◆ **PROBLEM DETAILS**: The records appear below. Copy each one exactly.

◆ **RECORDS FOR THIS EXERCISE**:
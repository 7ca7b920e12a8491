//! Bounded retry with exponential backoff for transient failures.

use std::future::Future;

use crate::downloader::config::{calculate_backoff, MAX_RETRIES};
use crate::fetcher::{FetcherError, FetcherResult};

/// Retry policy for operations that can fail transiently.
///
/// Only errors reporting [`is_transient`](FetcherError::is_transient) are
/// retried; everything else surfaces on the first attempt. Throttle waits
/// are handled inside the operation itself and do not consume attempts.
#[derive(Debug, Clone)]
pub struct RetryPolicy {
    max_attempts: u32,
}

impl RetryPolicy {
    /// Policy allowing `max_attempts` total attempts (first try included).
    pub fn new(max_attempts: u32) -> Self {
        Self {
            max_attempts: max_attempts.max(1),
        }
    }

    /// Run `operation` until it succeeds, fails fatally, or attempts run out.
    pub async fn execute<T, F, Fut>(&self, label: &str, mut operation: F) -> FetcherResult<T>
    where
        F: FnMut() -> Fut,
        Fut: Future<Output = FetcherResult<T>>,
    {
        let mut attempt = 0;
        loop {
            match operation().await {
                Ok(value) => return Ok(value),
                Err(err) if err.is_transient() && attempt + 1 < self.max_attempts => {
                    let backoff = calculate_backoff(attempt);
                    tracing::warn!(
                        operation = label,
                        attempt = attempt + 1,
                        max_attempts = self.max_attempts,
                        backoff_ms = backoff.as_millis() as u64,
                        error = %err,
                        "transient failure, retrying"
                    );
                    tokio::time::sleep(backoff).await;
                    attempt += 1;
                }
                Err(err) => {
                    if err.is_transient() {
                        tracing::error!(
                            operation = label,
                            attempts = self.max_attempts,
                            error = %err,
                            "retries exhausted"
                        );
                    }
                    return Err(err);
                }
            }
        }
    }
}

impl Default for RetryPolicy {
    fn default() -> Self {
        Self::new(MAX_RETRIES)
    }
}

◆ **OUTPUT FOR THIS TASK**:
repository 7ca7b920e12a8491
//! Bounded retry with exponential backoff for transient failures.

use std::future::Future;

use crate::downloader::config::{calculate_backoff, MAX_RETRIES};
use crate::fetcher::{FetcherError, FetcherResult};

/// Retry policy for operations that can fail transiently.
///
/// Only errors reporting [`is_transient`](FetcherError::is_transient) are
/// retried; everything else surfaces on the first attempt. Throttle waits
/// are handled inside the operation itself and do not consume attempts.
#[derive(Debug, Clone)]
pub struct RetryPolicy {
    max_attempts: u32,
}

impl RetryPolicy {
    /// Policy allowing `max_attempts` total attempts (first try included).
    pub fn new(max_attempts: u32) -> Self {
        Self {
            max_attempts: max_attempts.max(1),
        }
    }

    /// Run `operation` until it succeeds, fails fatally, or attempts run out.
    pub async fn execute<T, F, Fut>(&self, label: &str, mut operation: F) -> FetcherResult<T>
    where
        F: FnMut() -> Fut,
        Fut: Future<Output = FetcherResult<T>>,
    {
        let mut attempt = 0;
        loop {
            match operation().await {
                Ok(value) => return Ok(value),
                Err(err) if err.is_transient() && attempt + 1 < self.max_attempts => {
                    let backoff = calculate_backoff(attempt);
                    tracing::warn!(
                        operation = label,
                        attempt = attempt + 1,
                        max_attempts = self.max_attempts,
                        backoff_ms = backoff.as_millis() as u64,
                        error = %err,
                        "transient failure, retrying"
                    );
                    tokio::time::sleep(backoff).await;
                    attempt += 1;
                }
                Err(err) => {
                    if err.is_transient() {
                        tracing::error!(
                            operation = label,
                            attempts = self.max_attempts,
                            error = %err,
                            "retries exhausted"
                        );
                    }
                    return Err(err);
                }
            }
        }
    }
}

impl Default for RetryPolicy {
    fn default() -> Self {
        Self::new(MAX_RETRIES)
    }
}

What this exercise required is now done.